However, even though Newton's self-declared nobility was
not legitimate, he certainly deserved his title of professor.
Newton's notebooks, preserved for posterity, show that even in
his first years as an undergraduate, his later interests were already
emerging--a love of mathematics, a keen interest in astronomy and
chemistry (joined with an abiding fascination with the pseudosciences
of astrology and alchemy), and a curiosity concerning the details
of history, ancient and modern, and its relationship with Biblical
prophecy. He entered the world of higher education in a time of
ferment, at the peak of the Scientific Revolution. The great minds
of the 16th and early 17th centuries had prepared the way for this
revolution: Nicholas Copernicus, Tycho Brahe, Johannes Kepler,
and Galileo Galilei had opened the doors of astronomy and physics, while
William Harvey and Andreas Vesalius had begun the mapping of the
human body. Now, in Newton's time, great contemporaries (and rivals)

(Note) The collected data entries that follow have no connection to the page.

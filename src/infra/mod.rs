//! Инфраструктурный слой вокруг движка:
//! - RNG-реализации (детерминированная для реплея и системная);
//! - вывод seed'ов для каскадных перемешиваний;
//! - генерация кодов комнат.

pub mod ids;
pub mod rng;
pub mod rng_seed;

pub use ids::*;
pub use rng::*;
pub use rng_seed::RngSeed;
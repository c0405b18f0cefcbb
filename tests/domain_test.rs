//! Domain tests for uno-engine
//!
//! Проверяем:
//! - парсинг и отображение карт
//! - формат карт в JSON
//! - состав пула колоды
//! - нормализацию диких карт
//! - направление хода и флаг уно

use uno_engine::domain::{Card, CardFace, CardKind, Color, Deck, Direction, Game, Player};

fn card(id: u32, s: &str) -> Card {
    Card::new(id, s.parse().expect("valid card"))
}

//
// TEST 1 — парсинг лица карты
//
#[test]
fn card_face_parses_all_shapes() {
    assert_eq!("R7".parse::<CardFace>(), Ok(CardFace::Normal { color: Color::Red, value: 7 }));
    assert_eq!("GS".parse::<CardFace>(), Ok(CardFace::Skip { color: Color::Green }));
    assert_eq!("BR".parse::<CardFace>(), Ok(CardFace::Reverse { color: Color::Blue }));
    assert_eq!("Y+2".parse::<CardFace>(), Ok(CardFace::Draw { color: Color::Yellow, amount: 2 }));
    assert_eq!("W".parse::<CardFace>(), Ok(CardFace::Wild { color: Color::Wild }));
    assert_eq!("W+4".parse::<CardFace>(), Ok(CardFace::Draw { color: Color::Wild, amount: 4 }));

    assert!("".parse::<CardFace>().is_err());
    assert!("X1".parse::<CardFace>().is_err());
    assert!("R10".parse::<CardFace>().is_err());
    assert!("W+2".parse::<CardFace>().is_err());
}

#[test]
fn card_display_includes_id() {
    assert_eq!(card(3, "R7").to_string(), "R7#3");
    assert_eq!(card(9, "W+4").to_string(), "W+4#9");
    assert_eq!(card(1, "GS").to_string(), "GS#1");
}

//
// TEST 2 — формат JSON: плоский объект с полем type
//
#[test]
fn card_serializes_flat_with_type_tag() {
    let json = serde_json::to_value(card(3, "R7")).unwrap();
    assert_eq!(
        json,
        serde_json::json!({ "id": 3, "type": "normal", "color": "red", "value": 7 })
    );

    let json = serde_json::to_value(card(5, "W+4")).unwrap();
    assert_eq!(
        json,
        serde_json::json!({ "id": 5, "type": "draw", "color": "wild", "amount": 4 })
    );

    let back: Card = serde_json::from_value(json).unwrap();
    assert_eq!(back, card(5, "W+4"));
}

#[test]
fn cards_with_same_face_but_different_id_are_distinct() {
    assert_ne!(card(1, "R7"), card(2, "R7"));
    assert_eq!(card(1, "R7").kind(), CardKind::Normal);
}

//
// TEST 3 — состав пула
//
#[test]
fn single_deck_pool_has_108_cards() {
    let pool = Deck::uno_pool(2);
    assert_eq!(Deck::decks_for(2), 1);
    assert_eq!(pool.len(), 108);

    let zeros = pool
        .cards
        .iter()
        .filter(|c| matches!(c.face, CardFace::Normal { value: 0, .. }))
        .count();
    let wilds = pool.cards.iter().filter(|c| c.kind() == CardKind::Wild).count();
    let wild_draws = pool
        .cards
        .iter()
        .filter(|c| matches!(c.face, CardFace::Draw { amount: 4, .. }))
        .count();
    let draw_twos = pool
        .cards
        .iter()
        .filter(|c| matches!(c.face, CardFace::Draw { amount: 2, .. }))
        .count();

    assert_eq!(zeros, 4);
    assert_eq!(wilds, 4);
    assert_eq!(wild_draws, 4);
    assert_eq!(draw_twos, 8);
}

#[test]
fn pool_grows_with_player_count_and_ids_stay_unique() {
    assert_eq!(Deck::decks_for(3), 1);
    assert_eq!(Deck::decks_for(4), 2);
    assert_eq!(Deck::decks_for(10), 3);

    let pool = Deck::uno_pool(10);
    assert_eq!(pool.len(), 3 * 100 + 8);

    let mut ids: Vec<u32> = pool.cards.iter().map(|c| c.id).collect();
    ids.sort_unstable();
    ids.dedup();
    assert_eq!(ids.len(), pool.len());
}

#[test]
fn pool_order_starts_with_red_numbers() {
    let pool = Deck::uno_pool(2);
    assert_eq!(pool.cards[0], card(0, "R0"));
    assert_eq!(pool.cards[1], card(1, "R1"));
    assert_eq!(pool.cards[2], card(2, "R1"));
}

//
// TEST 4 — колода: взятие с начала
//
#[test]
fn draw_takes_from_front_and_stops_when_empty() {
    let mut deck = Deck::new(vec![card(1, "R1"), card(2, "R2"), card(3, "R3")]);

    assert_eq!(deck.draw_n(1), vec![card(1, "R1")]);
    assert_eq!(deck.draw_n(5), vec![card(2, "R2"), card(3, "R3")]);
    assert!(deck.is_empty());
    assert!(deck.draw_n(1).is_empty());
}

#[test]
fn normalize_wilds_resets_chosen_colors_only() {
    let mut deck = Deck::new(vec![
        card(1, "W").with_color(Color::Red),
        card(2, "W+4").with_color(Color::Blue),
        card(3, "G+2"),
    ]);
    deck.normalize_wilds();

    assert_eq!(deck.cards[0].color(), Color::Wild);
    assert_eq!(deck.cards[1].color(), Color::Wild);
    assert_eq!(deck.cards[2].color(), Color::Green);
}

//
// TEST 5 — направление и игрок
//
#[test]
fn direction_serializes_as_signed_step() {
    assert_eq!(serde_json::to_string(&Direction::Forward).unwrap(), "1");
    assert_eq!(serde_json::to_string(&Direction::Backward).unwrap(), "-1");
    assert_eq!(serde_json::from_str::<Direction>("-1").unwrap(), Direction::Backward);
    assert!(serde_json::from_str::<Direction>("2").is_err());
    assert_eq!(Direction::Forward.flipped(), Direction::Backward);
}

#[test]
fn uno_flag_tracks_single_card() {
    let mut p = Player::new("Ann");
    p.hand.push(card(1, "R1"));
    p.refresh_uno();
    assert!(p.uno);

    p.hand.push(card(2, "R2"));
    p.refresh_uno();
    assert!(!p.uno);
}

#[test]
fn new_game_is_empty_and_not_started() {
    let game = Game::new("G1".to_string(), 4);
    assert!(!game.is_started());
    assert!(!game.is_over());
    assert_eq!(game.total_cards(), 0);
    assert_eq!(game.direction, Direction::Forward);
    assert!(game.top_card().is_none());
}

#[test]
fn game_serializes_in_camel_case() {
    let game = Game::new("G1".to_string(), 4);
    let json = serde_json::to_value(&game).unwrap();
    assert_eq!(json["lastEventId"], 0);
    assert_eq!(json["playerCount"], 4);
    assert_eq!(json["direction"], 1);
    assert!(json["currentPlayer"].is_null());
}
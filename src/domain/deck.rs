use serde::{Deserialize, Serialize};

use crate::domain::card::{Card, CardFace, Color};
use crate::domain::CardId;

/// Сброс: последний элемент — активная верхняя карта.
pub type Pile = Vec<Card>;

/// Рука игрока. Порядок для игры не важен, но хранится как последовательность.
pub type Hand = Vec<Card>;

/// Сколько копий каждого действия/цифры 1–9 на цвет в одной колоде.
const COPIES_PER_COLOR: usize = 2;

/// Сколько wild и сколько wild +4 в пуле.
const WILDS_IN_POOL: usize = 4;

/// Колода карт. Берём всегда с начала.
/// Перемешивание делает engine (через RNG из infra), НЕ здесь.
#[derive(Clone, Debug, Default, Serialize, Deserialize, PartialEq, Eq)]
#[serde(transparent)]
pub struct Deck {
    pub cards: Vec<Card>,
}

impl Deck {
    pub fn new(cards: Vec<Card>) -> Self {
        Self { cards }
    }

    /// Сколько физических колод нужно на `player_count` игроков:
    /// одна на каждые начатые 4 места.
    pub fn decks_for(player_count: usize) -> usize {
        player_count / 4 + 1
    }

    /// Упорядоченный (неперемешанный) пул карт для `player_count` игроков.
    ///
    /// Каждая подколода: на каждый цвет один 0, по две 1–9, по два skip,
    /// reverse и +2. Дикие карты (4 wild и 4 wild +4) добавляются один раз
    /// на весь пул. id выдаются подряд, так что уникальны во всём пуле.
    pub fn uno_pool(player_count: usize) -> Self {
        let decks = Self::decks_for(player_count);
        let mut cards = Vec::with_capacity(decks * 100 + WILDS_IN_POOL * 2);
        let mut id: CardId = 0;
        let mut push = |cards: &mut Vec<Card>, face: CardFace| {
            cards.push(Card::new(id, face));
            id += 1;
        };

        for _ in 0..decks {
            for color in Color::PLAYABLE {
                for value in 0..10u8 {
                    push(&mut cards, CardFace::Normal { color, value });
                    if value != 0 {
                        push(&mut cards, CardFace::Normal { color, value });
                    }
                }
                for _ in 0..COPIES_PER_COLOR {
                    push(&mut cards, CardFace::Skip { color });
                    push(&mut cards, CardFace::Reverse { color });
                    push(&mut cards, CardFace::Draw { color, amount: 2 });
                }
            }
        }

        for _ in 0..WILDS_IN_POOL {
            push(&mut cards, CardFace::Wild { color: Color::Wild });
            push(&mut cards, CardFace::Draw { color: Color::Wild, amount: 4 });
        }

        Deck { cards }
    }

    pub fn len(&self) -> usize {
        self.cards.len()
    }

    pub fn is_empty(&self) -> bool {
        self.cards.is_empty()
    }

    /// Взять до n карт с начала. Если карт меньше, отдаём сколько есть.
    pub fn draw_n(&mut self, n: usize) -> Vec<Card> {
        let take = n.min(self.cards.len());
        self.cards.drain(..take).collect()
    }

    /// Вернуть карты в колоду (в конец).
    pub fn extend<I: IntoIterator<Item = Card>>(&mut self, cards: I) {
        self.cards.extend(cards);
    }

    /// Сбросить выбранный цвет у диких карт обратно в `wild`.
    pub fn normalize_wilds(&mut self) {
        for card in self.cards.iter_mut() {
            if card.is_wild_family() {
                *card = card.with_color(Color::Wild);
            }
        }
    }
}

like Robert Hooke, Edmund Halley, the chemist Robert Boyle, and
the Danish astronomer Christian Huygens were making their own contributions
to the expansion of scientific knowledge. But the dominant thinker
of the 1660s was a Frenchman, René Descartes, who had based his
system of physics on a purely mechanistic philosophy. He argued
that the solar system, far from being a vacuum, as many claimed
it to be, was filled with infinitesimally small particles, whose
swirling interaction created "vortices" that carried the planets
around the sun. Indeed, the traffic of these particles could explain
all motion in nature.
Newton rejected these suppositions entirely--or rather,
he recognized that they were unverifiable, and chose to focus his
energies upon what he could verify, using experiments
and the iron laws of mathematics. Such simple and modest theories
would explain less in the short term than Descartes's all- encompassing
theories; but in the long run, they would overturn Descartes entirely.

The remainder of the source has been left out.